Work instructions ▸
Copy the lines verbatim, beginning with the line that contains "filename crates/haven-lambda/src/routes/mod.rs" and continuing through the end of the data, and only those lines.
*** Supplied material Section Begins ***
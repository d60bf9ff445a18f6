//! haven-core
//!
//! Pure domain types and S3 key conventions.
//! No AWS SDK dependency. This is the shared vocabulary of the Haven system.

pub mod error;
pub mod keys;
pub mod models;
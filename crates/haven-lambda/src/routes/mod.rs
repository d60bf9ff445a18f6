pub mod activities;
pub mod assessments;
pub mod badges;
pub mod health;
pub mod instruments;
pub mod interpret;
pub mod profile;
*** Supplied material Section Ends ***
Answer for this exercise ▸
filename crates/haven-lambda/src/routes/mod.rs
repository d60bf9ff445a18f6
pub mod activities;
pub mod assessments;
pub mod badges;
pub mod health;
pub mod instruments;
pub mod interpret;
pub mod profile;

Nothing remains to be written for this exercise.